The bottleneck in finding the best catalysts is the identification of the right ligands with a broad substrate scope.¹¹ To overcome the substrate scope limitation in the asymmetric hydrogenation of nonchelating olefins, we recently reported on the first P,N-ligand library that could reduce different types of nonchelating olefins.^7b From a common backbone, the selection of the phosphite or phosphinite group led to ligands that were suitable for 56 examples of di-, tri-, and tetrasubstituted olefins. However, only 11 examples of tetrasubstituted olefins could be reduced, mainly indene derivatives and some acyclic olefins, to the detriment of tetrasubstituted acyclic alkenes with relevant poorly coordinative groups. Even for trisubstituted olefins, only one example of Z-olefin was successfully reduced and none of purely alkyl-substituted. Later on, we reported the successful application of a family of P-stereogenic aminophosphine-oxazoline (MaxPHOX) ligands in the Ir-catalyzed hydrogenation of the aforementioned unfunctionalized tetrasubstituted olefins and also in the reduction of several tetrasubstituted substrates with poorly coordinative groups, such as acyclic-tetrasubstituted vinyl fluorides with ester functionalities.^8c

To advance the search for a ligand library capable of hydrogenating a larger range of substituted nonchelating olefins, here we report an extension of the scope of olefins that Ir-MaxPHOX-type catalysts can successfully reduce. With the Ir-MaxPHOX 1-4a-c family of catalysts (Figure 1), we have been able to hydrogenate, with high catalytic performance, a wide range of di- and trisubstituted olefins and we have also increased the number of tetrasubstituted olefins containing neighboring poorly coordinative polar groups that could be used successfully. These catalysts have the advantage that they are prepared in four steps from available starting materials¹² and allow us to easily study the effect of varying some ligand properties, such as the bulkiness of the oxazoline and its configuration and the configuration of the stereogenic center at the alkyl backbone chain. Together with mechanistic studies based on density functional theory (DFT) calculations and deuterogenation experiments, we were able to explain the origin of enantioselectivity, identify the preferred pathway, and predict enantioselectivities with good accuracy.

Figure 1.

Family of aminophosphine-oxazoline iridium(I) catalysts (Ir-MaxPHOX) 1-4a-c.

Results and Discussion

Initial Catalytic Screening

As mentioned in the introduction, the hydrogenation of nonchelating olefins depends largely on the substitution pattern of the substrate. The most successful examples have been reported for E-trisubstituted, while 1,1′-disubstituted olefins are usually hydrogenated less enantioselectively and tetrasubstituted olefins are still underdeveloped.⁵ To explore the scope of the Ir-MaxPHOX catalysts (1-4a-c), we initially applied them in the asymmetric hydrogenation of the nonfunctionalized disubstituted olefin S1 and the widely used benchmark trisubstituted substrate S2 (Table 1). The initial test conditions were the optimal conditions reported in previous studies with other P,N ligands.⁵ Therefore, the reactions were carried out at room temperature using 1 mol % of the catalyst in dichloromethane under 1 bar of H₂ for the disubstituted substrate S1 and 50 bar of H₂ for the trisubstituted olefin S2. The previous results for the model acyclic-tetrasubstituted substrate S3 were also included in Table 1 for comparison.^8c

Table 1. Asymmetric Hydrogenation of Substrates S1, S2, and S3(8c) with Ir-Catalysts 1-4a-c^a.

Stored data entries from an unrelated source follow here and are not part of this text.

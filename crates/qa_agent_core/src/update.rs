use std::path::PathBuf;

use crate::state::{script_file_name, ScriptSession, ScriptStatus, TestBoard, TEST_GENERATION_FAILED};
use crate::{AppState, Effect, FileRole, Msg, Phase, RequestToken, TestCase, UploadedFile};

/// Pure update function: applies a message to state and returns any effects.
///
/// The phase only moves on three user intents: building the knowledge base
/// (completed by `KnowledgeBaseReady`), selecting a test case, and going back.
/// Generation results are applied only when their token matches the request
/// the current phase is waiting for; anything else is stale and dropped.
pub fn update(mut state: AppState, msg: Msg) -> (AppState, Vec<Effect>) {
    let effects = match msg {
        Msg::FilesSelected { role, paths } => files_selected(&mut state, role, paths),
        Msg::FilesLoaded { files } => {
            files_loaded(&mut state, files);
            Vec::new()
        }
        Msg::IntakeFailed { message } => {
            if let Phase::Ingestion { intake_error, .. } = &mut state.phase {
                *intake_error = Some(message);
                state.mark_dirty();
            }
            Vec::new()
        }
        Msg::FileRemoved { name } => {
            if matches!(state.phase, Phase::Ingestion { .. })
                && state.files.remove_by_name(&name) > 0
            {
                state.mark_dirty();
            }
            Vec::new()
        }
        Msg::BuildKnowledgeBaseClicked => build_clicked(&mut state),
        Msg::KnowledgeBaseReady => {
            if matches!(state.phase, Phase::Ingestion { building: true, .. }) {
                state.phase = Phase::TestGeneration(TestBoard::default());
                state.mark_dirty();
            }
            Vec::new()
        }
        Msg::PromptChanged(text) => {
            if let Phase::TestGeneration(board) = &mut state.phase {
                board.prompt = text;
                state.mark_dirty();
            }
            Vec::new()
        }
        Msg::GenerateTestsClicked => generate_tests(&mut state),
        Msg::TestCasesGenerated { token, test_cases } => {
            apply_test_result(&mut state, token, Ok(test_cases));
            Vec::new()
        }
        Msg::TestCasesFailed { token } => {
            apply_test_result(&mut state, token, Err(()));
            Vec::new()
        }
        Msg::TestCaseSelected { index } => select_test_case(&mut state, index),
        Msg::ScriptGenerated { token, code } => {
            apply_script_result(&mut state, token, ScriptStatus::Ready(code));
            Vec::new()
        }
        Msg::ScriptFailed { token } => {
            apply_script_result(&mut state, token, ScriptStatus::Failed);
            Vec::new()
        }
        Msg::BackClicked => back_to_tests(&mut state),
        Msg::ExportClicked => match &state.phase {
            Phase::ScriptGeneration(ScriptSession {
                test_case,
                script: ScriptStatus::Ready(code),
                ..
            }) => vec![Effect::ExportScript {
                file_name: script_file_name(&test_case.test_id),
                code: code.clone(),
            }],
            _ => Vec::new(),
        },
        Msg::ScriptExported { path } => {
            state.notice = Some(format!("Saved {}", path.display()));
            state.mark_dirty();
            Vec::new()
        }
        Msg::ExportFailed { message } => {
            state.notice = Some(format!("Export failed: {message}"));
            state.mark_dirty();
            Vec::new()
        }
        Msg::Tick | Msg::NoOp => Vec::new(),
    };

    (state, effects)
}

fn files_selected(state: &mut AppState, role: FileRole, paths: Vec<PathBuf>) -> Vec<Effect> {
    if paths.is_empty() || !matches!(state.phase, Phase::Ingestion { .. }) {
        return Vec::new();
    }
    vec![Effect::ReadFiles { role, paths }]
}

fn files_loaded(state: &mut AppState, files: Vec<UploadedFile>) {
    // A selection that finishes reading after the build is discarded.
    let Phase::Ingestion { intake_error, .. } = &mut state.phase else {
        return;
    };
    *intake_error = None;
    state.files.add(files);
    state.mark_dirty();
}

fn build_clicked(state: &mut AppState) -> Vec<Effect> {
    let can_build = state.files.can_build();
    match &mut state.phase {
        Phase::Ingestion { building, .. } if can_build && !*building => {
            *building = true;
            state.mark_dirty();
            vec![Effect::BuildKnowledgeBase]
        }
        _ => Vec::new(),
    }
}

fn generate_tests(state: &mut AppState) -> Vec<Effect> {
    let ready = matches!(&state.phase, Phase::TestGeneration(board) if board.can_generate());
    if !ready {
        return Vec::new();
    }
    let token = state.allocate_token();
    let files = state.files.snapshot();
    let Phase::TestGeneration(board) = &mut state.phase else {
        return Vec::new();
    };
    board.pending = Some(token);
    board.error = None;
    let prompt = board.prompt.clone();
    state.mark_dirty();
    vec![Effect::GenerateTestCases {
        token,
        prompt,
        files,
    }]
}

fn apply_test_result(state: &mut AppState, token: RequestToken, result: Result<Vec<TestCase>, ()>) {
    let Phase::TestGeneration(board) = &mut state.phase else {
        return;
    };
    if board.pending != Some(token) {
        return;
    }
    board.pending = None;
    match result {
        Ok(test_cases) => {
            board.test_cases = test_cases;
            board.error = None;
        }
        Err(()) => board.error = Some(TEST_GENERATION_FAILED.to_string()),
    }
    state.mark_dirty();
}

fn select_test_case(state: &mut AppState, index: usize) -> Vec<Effect> {
    let valid = matches!(&state.phase, Phase::TestGeneration(board) if index < board.test_cases.len());
    if !valid {
        return Vec::new();
    }
    let Phase::TestGeneration(mut board) = std::mem::take(&mut state.phase) else {
        return Vec::new();
    };

    let mut effects = Vec::with_capacity(2);
    if let Some(pending) = board.pending.take() {
        effects.push(Effect::CancelGeneration { token: pending });
    }

    let token = state.allocate_token();
    let test_case = board.test_cases[index].clone();
    let files = state.files.snapshot();
    effects.push(Effect::GenerateScript {
        token,
        test_case: test_case.clone(),
        files: files.clone(),
    });
    state.phase = Phase::ScriptGeneration(ScriptSession {
        test_case,
        files,
        script: ScriptStatus::Generating(token),
        board,
    });
    state.notice = None;
    state.mark_dirty();
    effects
}

fn apply_script_result(state: &mut AppState, token: RequestToken, outcome: ScriptStatus) {
    let Phase::ScriptGeneration(session) = &mut state.phase else {
        return;
    };
    if session.script != ScriptStatus::Generating(token) {
        return;
    }
    session.script = outcome;
    state.mark_dirty();
}

fn back_to_tests(state: &mut AppState) -> Vec<Effect> {
    if !matches!(state.phase, Phase::ScriptGeneration(_)) {
        return Vec::new();
    }
    let Phase::ScriptGeneration(session) = std::mem::take(&mut state.phase) else {
        return Vec::new();
    };
    let effects = match session.script {
        ScriptStatus::Generating(token) => vec![Effect::CancelGeneration { token }],
        ScriptStatus::Ready(_) | ScriptStatus::Failed => Vec::new(),
    };
    state.phase = Phase::TestGeneration(session.board);
    state.notice = None;
    state.mark_dirty();
    effects
}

entry	Ir complex	% convb	% eec	% convb	% eec	% convb	% eec
1	1a	100	74 (S)	100	67 (R)	100	75 (R)
2	1b	100	66 (S)	100	75 (R)	100	85 (S)d
3	1c	100	81 (S)	100	77 (R)	85	44 (R)
4	2b	100	15 (S)	100	15 (S)	85	33 (S)
5	3b	100	80 (R)	100	23 (S)	100	44 (R)
6	4a	100	83 (R)	100	82 (S)	100	28 (R)
7	4b	100	88 (R)	100	85 (S)	100	25 (R)
8	4c	100	91 (R)	100	88 (S)	100	31 (R)
9e	4c	100	91 (R)	100	89 (S)
10e	1b					100	98 (S)f

^aReaction conditions: catalyst (1 mol %), CH₂Cl₂, 1 bar of H₂ (S1), 50 bar of H₂ (S2), or 75 bar of H₂ (S3), rt, 4 h (S1 and S2) or 24 h (S3).

^bConversions were measured by ¹H NMR spectroscopy after 4 h (S1 and S2) or 24 h (S3).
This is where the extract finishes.